Within weeks of landing in Anchorage, George McBee was learning how to be homeless on the streets of Anchorage. Camping on “Party Hill,” a slope of urban woods just a block from Bean’s Cafe, experienced street people showed him how to keep condensation out of his tent and taught him not to “party” alone.
It was a life not much better than the one he left behind.
McBee moved to Anchorage in 2007 from Porterville, Calif., where he lived a secluded life in a fifth-wheel trailer parked in the woods. A cousin urged him to try life in Alaska. A third-generation alcoholic and a methamphetamine user since he was 14, McBee brought his addictions with him.
He spent years in and out of homelessness here, sometimes couch surfing and often struggling to hold jobs. Now, as a monitor at Bean’s Cafe, which provides meals and daytime shelter for people in need, McBee acts as a sort of bouncer for the facility -- defusing arguments, controlling access and looking out for the welfare of clients who might be in trouble.
It’s steady work that allows him to keep a roof over his head. He says he loves it. But arriving at this place in his life has been a hard-won success that has taken him to the pits of depression, the loneliness of jail and the cold streets of the city.
There was a time, just a couple years ago, when he thought he had turned things around. He had an apartment and a job. None of it was compatible with his alcoholism, though.

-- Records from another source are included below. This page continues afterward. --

//! The five poster layouts. Each draws on the 500×500 canvas and returns the
//! children of the root `svg` element.

use super::{Layout, detail, fitted_size, label, place_name};
use maud::{Markup, html};

fn upper(s: &str) -> String {
    s.to_uppercase()
}

fn serif(x: f32, y: f32, size: f32, weight: u16, fill: &str, text: &str) -> Markup {
    html! {
        text x=(x) y=(y) font-size=(size) font-weight=(weight) fill=(fill)
            text-anchor="middle" font-family="serif" { (text) }
    }
}

pub(super) fn ledger(ctx: &Layout) -> Markup {
    let event = upper(ctx.event);
    html! {
        rect x="0" y="0" width="500" height="500" fill="#111827" {}
        rect x="24" y="24" width="452" height="452" rx="18" fill="none"
            stroke="#facc15" stroke-width="2" {}
        (label(250.0, 78.0, 14.0, 600, "#facc15", "middle", "MUHIMMATH RESULTS"))
        (label(250.0, 120.0, fitted_size(&event, 30.0, 420.0), 800, "#ffffff", "middle", &event))
        (label(250.0, 150.0, 16.0, 500, "#9ca3af", "middle", ctx.category))
        @for (pos, row) in ctx.podium.placed() {
            @let y = 200.0 + f32::from(pos - 1) * 90.0;
            @let base = if pos == 1 { 28.0 } else { 22.0 };
            @let extra = detail(row);
            g data-place=(pos) {
                line x1="48" x2="452" y1=(y - 30.0) y2=(y - 30.0) stroke="#374151" {}
                (label(56.0, y + 10.0, 18.0, 700, "#facc15", "start", place_name(pos)))
                (label(120.0, y + 10.0, fitted_size(&row.participant, base, 330.0), 700, "#ffffff", "start", &row.participant))
                @if !extra.is_empty() {
                    (label(120.0, y + 34.0, 13.0, 400, "#9ca3af", "start", &extra))
                }
            }
        }
        (label(250.0, 462.0, 12.0, 500, "#6b7280", "middle", ctx.handle))
    }
}

pub(super) fn ordinal(ctx: &Layout) -> Markup {
    html! {
        rect x="0" y="0" width="500" height="500" fill="#ffffff" {}
        rect x="0" y="0" width="500" height="110" fill="#991b1b" {}
        (label(32.0, 60.0, fitted_size(ctx.event, 30.0, 436.0), 800, "#ffffff", "start", ctx.event))
        (label(32.0, 88.0, 15.0, 500, "#fecaca", "start", ctx.category))
        @for (pos, row) in ctx.podium.placed() {
            @let y = 170.0 + f32::from(pos - 1) * 105.0;
            @let numeral_fill = if pos == 1 { "#991b1b" } else { "#d1d5db" };
            @let base = if pos == 1 { 26.0 } else { 22.0 };
            @let extra = detail(row);
            g data-place=(pos) {
                (label(32.0, y + 40.0, 64.0, 900, numeral_fill, "start", &format!("{pos:02}")))
                (label(130.0, y + 18.0, fitted_size(&row.participant, base, 340.0), 700, "#111827", "start", &row.participant))
                @if !extra.is_empty() {
                    (label(130.0, y + 42.0, 14.0, 400, "#6b7280", "start", &extra))
                }
            }
        }
        (label(468.0, 480.0, 12.0, 600, "#991b1b", "end", ctx.handle))
    }
}

pub(super) fn spotlight(ctx: &Layout) -> Markup {
    html! {
        defs {
            linearGradient id="spot-bg" x1="0" y1="0" x2="1" y2="1" {
                stop offset="0" stop-color="#7c3aed" {}
                stop offset="1" stop-color="#db2777" {}
            }
            radialGradient id="spot-glow" {
                stop offset="0" stop-color="#ffffff" stop-opacity="0.35" {}
                stop offset="1" stop-color="#ffffff" stop-opacity="0" {}
            }
        }
        rect x="0" y="0" width="500" height="500" fill="url(#spot-bg)" {}
        circle cx="250" cy="225" r="150" fill="url(#spot-glow)" {}
        (label(250.0, 60.0, 14.0, 600, "#fde68a", "middle", "MUHIMMATH"))
        (label(250.0, 95.0, fitted_size(ctx.event, 28.0, 440.0), 800, "#ffffff", "middle", ctx.event))
        (label(250.0, 120.0, 15.0, 500, "#fbcfe8", "middle", ctx.category))
        @if let Some(first) = ctx.podium.first() {
            @let extra = detail(first);
            g data-place="1" {
                (label(250.0, 200.0, 14.0, 700, "#fde68a", "middle", "WINNER"))
                (label(250.0, 245.0, fitted_size(&first.participant, 40.0, 440.0), 800, "#ffffff", "middle", &first.participant))
                @if !extra.is_empty() {
                    (label(250.0, 275.0, 14.0, 400, "#fce7f3", "middle", &extra))
                }
            }
        }
        @for (pos, x) in [(2u8, 125.0), (3u8, 375.0)] {
            @if let Some(row) = ctx.podium.get(pos) {
                @let extra = detail(row);
                g data-place=(pos) {
                    (label(x, 380.0, 13.0, 700, "#fde68a", "middle", place_name(pos)))
                    (label(x, 410.0, fitted_size(&row.participant, 20.0, 220.0), 700, "#ffffff", "middle", &row.participant))
                    @if !extra.is_empty() {
                        (label(x, 432.0, 11.0, 400, "#fce7f3", "middle", &extra))
                    }
                }
            }
        }
        (label(250.0, 480.0, 12.0, 500, "#fce7f3", "middle", ctx.handle))
    }
}

pub(super) fn parchment(ctx: &Layout) -> Markup {
    let subtitle = if ctx.year.is_empty() {
        "Results".to_string()
    } else {
        format!("Results of {}", ctx.year)
    };
    html! {
        rect x="0" y="0" width="500" height="500" fill="#f5ecd7" {}
        rect x="18" y="18" width="464" height="464" fill="none" stroke="#8b5e34" stroke-width="3" {}
        rect x="28" y="28" width="444" height="444" fill="none" stroke="#8b5e34" stroke-width="1" {}
        (serif(250.0, 80.0, 30.0, 700, "#5b3a1a", "MUHIMMATH"))
        (serif(250.0, 108.0, 15.0, 400, "#8b5e34", &subtitle))
        line x1="150" x2="350" y1="126" y2="126" stroke="#8b5e34" {}
        (serif(250.0, 165.0, fitted_size(ctx.event, 26.0, 400.0), 700, "#3f2a14", ctx.event))
        (serif(250.0, 190.0, 15.0, 400, "#8b5e34", ctx.category))
        @for (pos, row) in ctx.podium.placed() {
            @let y = 250.0 + f32::from(pos - 1) * 70.0;
            @let base = if pos == 1 { 24.0 } else { 20.0 };
            @let extra = detail(row);
            g data-place=(pos) {
                (serif(250.0, y, 13.0, 600, "#8b5e34", &format!("{} Place", place_name(pos))))
                (serif(250.0, y + 26.0, fitted_size(&row.participant, base, 380.0), 700, "#3f2a14", &row.participant))
                @if !extra.is_empty() {
                    (serif(250.0, y + 46.0, 12.0, 400, "#8b5e34", &extra))
                }
            }
        }
        (serif(250.0, 462.0, 12.0, 400, "#8b5e34", ctx.handle))
    }
}

/// Block center, height and fill per place.
const PODIUM_BLOCKS: [(u8, f32, f32, &str); 3] = [
    (1, 250.0, 170.0, "#facc15"),
    (2, 110.0, 120.0, "#cbd5e1"),
    (3, 390.0, 90.0, "#d97706"),
];

const GROUND: f32 = 440.0;

pub(super) fn podium(ctx: &Layout) -> Markup {
    html! {
        rect x="0" y="0" width="500" height="500" fill="#0f172a" {}
        (label(250.0, 56.0, 14.0, 600, "#facc15", "middle", "MUHIMMATH"))
        (label(250.0, 92.0, fitted_size(ctx.event, 28.0, 440.0), 800, "#ffffff", "middle", ctx.event))
        (label(250.0, 118.0, 15.0, 500, "#94a3b8", "middle", ctx.category))
        @for (pos, cx, h, fill) in PODIUM_BLOCKS {
            @if let Some(row) = ctx.podium.get(pos) {
                @let top = GROUND - h;
                @let extra = detail(row);
                g data-place=(pos) {
                    rect x=(cx - 65.0) y=(top) width="130" height=(h) rx="6" fill=(fill) {}
                    (label(cx, top + 45.0, 36.0, 900, "#0f172a", "middle", &pos.to_string()))
                    (label(cx, top - 36.0, fitted_size(&row.participant, 20.0, 150.0), 700, "#ffffff", "middle", &row.participant))
                    @if !extra.is_empty() {
                        (label(cx, top - 16.0, 11.0, 400, "#94a3b8", "middle", &extra))
                    }
                }
            }
        }
        rect x="30" y=(GROUND) width="440" height="6" fill="#334155" {}
        (label(250.0, 480.0, 12.0, 500, "#64748b", "middle", ctx.handle))
    }
}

“Something would happen to me at work and it would piss me off, or things didn’t go my way, and I’d use that as an excuse to drink. Time passed and I realized how ridiculous and silly that was of me to justify getting drunk because I had a bad day,” he said.
Still, he made strides. George, who said he’s struggled his whole life with feelings of low self-worth, said he found it hard to believe a woman wanted to spend time with him. He remembers precisely when his romance with ex-girlfriend Viola Brown began, on Feb. 6, 2011, and when it ended March 28, 2012.

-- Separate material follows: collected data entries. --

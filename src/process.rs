//! Stage 2: render every result poster to PNG.
//!
//! Reads the snapshot from stage 1 and, for each published year whose
//! results loaded, derives the programs and renders every poster style for
//! each one. Output goes to the processed directory together with a manifest
//! that stage 3 reads.
//!
//! ## Output Structure
//!
//! ```text
//! processed/
//! ├── manifest.json                       # Snapshot + poster index
//! ├── .cache-manifest.json                # Raster cache
//! └── 2025/
//!     ├── 001-arabic-song--junior/
//!     │   ├── style-1.png                 # One PNG per poster style
//!     │   ├── ...
//!     │   └── style-5.png
//!     └── 002-essay-writing--senior/
//! ```
//!
//! ## Parallel Processing
//!
//! Posters are independent, so every (program, style) pair is one rayon task.
//! The global pool size comes from `[processing] max_processes`. Progress
//! events go through an mpsc channel so the caller can print them from a
//! single thread while workers keep running.

use crate::aggregate::{program_winners, unique_programs};
use crate::cache::{self, CacheManifest, CacheStats};
use crate::config::SiteConfig;
use crate::export::{ExportError, Rasterizer, write_atomic};
use crate::fetch::{FetchError, Snapshot};
use crate::naming::program_dir;
use crate::poster::{PosterStyle, render_svg};
use crate::types::{PosterData, Program};
use rayon::prelude::*;
use serde::{Deserialize, Serialize};
use std::collections::BTreeMap;
use std::path::{Path, PathBuf};
use std::sync::mpsc::Sender;
use thiserror::Error;

#[derive(Error, Debug)]
pub enum ProcessError {
    #[error("IO error: {0}")]
    Io(#[from] std::io::Error),
    #[error("JSON error: {0}")]
    Json(#[from] serde_json::Error),
    #[error("Snapshot error: {0}")]
    Snapshot(#[from] FetchError),
    #[error("Poster export failed for {path}: {source}")]
    Export {
        path: String,
        #[source]
        source: ExportError,
    },
}

/// Processed manifest: the snapshot plus where each program's posters live.
#[derive(Debug, Clone, Serialize, Deserialize)]
pub struct ProcessedManifest {
    pub snapshot: Snapshot,
    /// Year → programs with rendered posters, in listing order.
    pub posters: BTreeMap<String, Vec<ProgramPosters>>,
}

impl ProcessedManifest {
    pub fn config(&self) -> &SiteConfig {
        &self.snapshot.config
    }

    pub fn posters_for(&self, year: &str) -> &[ProgramPosters] {
        self.posters.get(year).map(Vec::as_slice).unwrap_or(&[])
    }
}

/// Posters of one program.
#[derive(Debug, Clone, PartialEq, Serialize, Deserialize)]
pub struct ProgramPosters {
    pub program: Program,
    /// Directory relative to the processed root, e.g. `2025/001-quiz--junior`.
    pub dir: String,
    /// File names inside `dir`, one per style in style order.
    pub files: Vec<String>,
}

/// How one poster was produced.
#[derive(Debug, Clone, Copy, PartialEq, Eq)]
pub enum CacheOutcome {
    /// Existing PNG at the same path reused.
    Cached,
    /// Existing PNG copied from another path.
    Copied,
    Rendered,
}

/// Progress events emitted while posters are produced.
#[derive(Debug, Clone)]
pub enum ProcessEvent {
    YearStarted {
        year: String,
        programs: usize,
    },
    /// The year's results failed to load, so it has no posters.
    YearSkipped {
        year: String,
        message: String,
    },
    PosterDone {
        year: String,
        program: Program,
        style: PosterStyle,
        outcome: CacheOutcome,
    },
}

pub struct ProcessResult {
    pub manifest: ProcessedManifest,
    pub cache_stats: CacheStats,
}

/// File name of a style's PNG: `style-1.png` ... `style-5.png`.
pub fn style_file(style: PosterStyle) -> String {
    format!("style-{}.png", style.index() + 1)
}

struct Job {
    year: String,
    program: Program,
    style: PosterStyle,
    rel_path: String,
    svg: String,
}

/// Run stage 2 from a snapshot file.
///
/// `site_dir` anchors the configured font directories.
pub fn process(
    snapshot_path: &Path,
    site_dir: &Path,
    output_dir: &Path,
    use_cache: bool,
    progress: Option<Sender<ProcessEvent>>,
) -> Result<ProcessResult, ProcessError> {
    let snapshot = Snapshot::load(snapshot_path)?;
    let font_dirs: Vec<PathBuf> = snapshot
        .config
        .posters
        .font_dirs
        .iter()
        .map(|d| site_dir.join(d))
        .collect();
    let rasterizer = Rasterizer::new(&font_dirs);
    process_snapshot(
        snapshot,
        &rasterizer,
        &font_dirs,
        output_dir,
        use_cache,
        progress,
    )
}

/// Render posters for an in-memory snapshot.
pub fn process_snapshot(
    snapshot: Snapshot,
    rasterizer: &Rasterizer,
    font_dirs: &[PathBuf],
    output_dir: &Path,
    use_cache: bool,
    progress: Option<Sender<ProcessEvent>>,
) -> Result<ProcessResult, ProcessError> {
    std::fs::create_dir_all(output_dir)?;
    let poster_config = &snapshot.config.posters;
    let params_hash = cache::hash_raster_params(poster_config.pixel_ratio, font_dirs);
    let mut cache = if use_cache {
        CacheManifest::load(output_dir)
    } else {
        CacheManifest::empty()
    };

    let emit = |event: ProcessEvent| {
        if let Some(tx) = &progress {
            let _ = tx.send(event);
        }
    };

    let mut posters = BTreeMap::new();
    let mut jobs = Vec::new();
    for year in &snapshot.years {
        let Some(rows) = year.results.ready() else {
            emit(ProcessEvent::YearSkipped {
                year: year.year.clone(),
                message: year.results.error().unwrap_or_default().to_string(),
            });
            continue;
        };
        let programs = unique_programs(rows);
        emit(ProcessEvent::YearStarted {
            year: year.year.clone(),
            programs: programs.len(),
        });
        let mut listed = Vec::with_capacity(programs.len());
        for (i, program) in programs.into_iter().enumerate() {
            let dir = format!("{}/{}", year.year, program_dir(i, &program));
            let data = PosterData {
                winners: program_winners(rows, &program),
                program: program.clone(),
            };
            for style in PosterStyle::ALL {
                jobs.push(Job {
                    year: year.year.clone(),
                    program: program.clone(),
                    style,
                    rel_path: format!("{}/{}", dir, style_file(style)),
                    svg: render_svg(style, &data, poster_config),
                });
            }
            listed.push(ProgramPosters {
                program,
                dir,
                files: PosterStyle::ALL.iter().map(|s| style_file(*s)).collect(),
            });
        }
        posters.insert(year.year.clone(), listed);
    }

    let outcomes: Vec<(String, String, CacheOutcome)> = jobs
        .par_iter()
        .map(|job| -> Result<(String, String, CacheOutcome), ProcessError> {
            let svg_hash = cache::hash_svg(&job.svg);
            let outcome = render_job(
                job,
                &svg_hash,
                &params_hash,
                &cache,
                rasterizer,
                poster_config.pixel_ratio,
                output_dir,
            )?;
            if let Some(tx) = &progress {
                let _ = tx.send(ProcessEvent::PosterDone {
                    year: job.year.clone(),
                    program: job.program.clone(),
                    style: job.style,
                    outcome,
                });
            }
            Ok((job.rel_path.clone(), svg_hash, outcome))
        })
        .collect::<Result<_, _>>()?;

    let mut cache_stats = CacheStats::default();
    for (rel_path, svg_hash, outcome) in outcomes {
        match outcome {
            CacheOutcome::Cached => cache_stats.hit(),
            CacheOutcome::Copied => cache_stats.copy(),
            CacheOutcome::Rendered => cache_stats.miss(),
        }
        cache.insert(rel_path, svg_hash, params_hash.clone());
    }
    cache.save(output_dir)?;

    Ok(ProcessResult {
        manifest: ProcessedManifest { snapshot, posters },
        cache_stats,
    })
}

fn render_job(
    job: &Job,
    svg_hash: &str,
    params_hash: &str,
    cache: &CacheManifest,
    rasterizer: &Rasterizer,
    pixel_ratio: u32,
    output_dir: &Path,
) -> Result<CacheOutcome, ProcessError> {
    let target = output_dir.join(&job.rel_path);
    if let Some(stored) = cache.find_cached(svg_hash, params_hash, output_dir) {
        if stored == job.rel_path {
            return Ok(CacheOutcome::Cached);
        }
        if let Some(parent) = target.parent() {
            std::fs::create_dir_all(parent)?;
        }
        std::fs::copy(output_dir.join(&stored), &target)?;
        tracing::debug!(from = %stored, to = %job.rel_path, "poster copied from cache");
        return Ok(CacheOutcome::Copied);
    }
    let export_err = |source| ProcessError::Export {
        path: job.rel_path.clone(),
        source,
    };
    let png = rasterizer
        .rasterize(&job.svg, pixel_ratio)
        .map_err(export_err)?;
    write_atomic(&target, &png).map_err(export_err)?;
    Ok(CacheOutcome::Rendered)
}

“That’s the day I went to jail,” McBee said.
That day police responded to an alcohol-fueled confrontation at his home and he was arrested. He plead guilty to assault and spent a month and a half inside Anchorage Jail, during which his thoughts of suicide battled with thoughts of his young daughter, Zoie.
“Thinking of her actually kind of saved my life, because I had thought about just tying a sheet around my neck and jumping off the second story there,” he said.
McBee was released from jail back into homelessness. He killed daytime hours sitting in Bean’s Cafe. Eventually a staff member approached him with an idea. Would he consider becoming a member of the staff?
“Are you serious, because I could really use some positive in my life,” he asked.
McBee says he’s still rebuilding today, more than a year later. He’s hardly financially comfortable and still struggles to keep enough food in the house for when his daughter visits as part of his shared-custody arrangement. His daughter serves as a constant reminder of what he’s working to overcome.
“Anytime I’m really stressed out or feeling low, like I’m not good enough, or down on myself because I should be doing better, I just look at her,” he says. “She pulled me up out of the fire, and I thank god for her everyday.”
At Bean’s, McBee says he looks for opportunities to relate to others who face homeless or addictions or both. Walking the perimeter of the building and inside the room, he looks for ways to be a positive influence. In this Alcohol & Me video, George says he hopes his own experiences will allow his advice to carry weight.
Lots of times, some of the clients will come to me, they’ll be talking about hurting themselves, or something that’s going on with them. And you can tell they’re very emotional. I guess it’s a blessing to have gone through such bad stuff in my life, in a way, because I can relate. I can give them advice. I can tell them things that helped me feel different about stuff.
As far as the whole drinking and using thing, that’s not even a worry because I have too much at stake to let something that doesn’t even have a soul control my life. I’ve had enough of that and I’m done with it.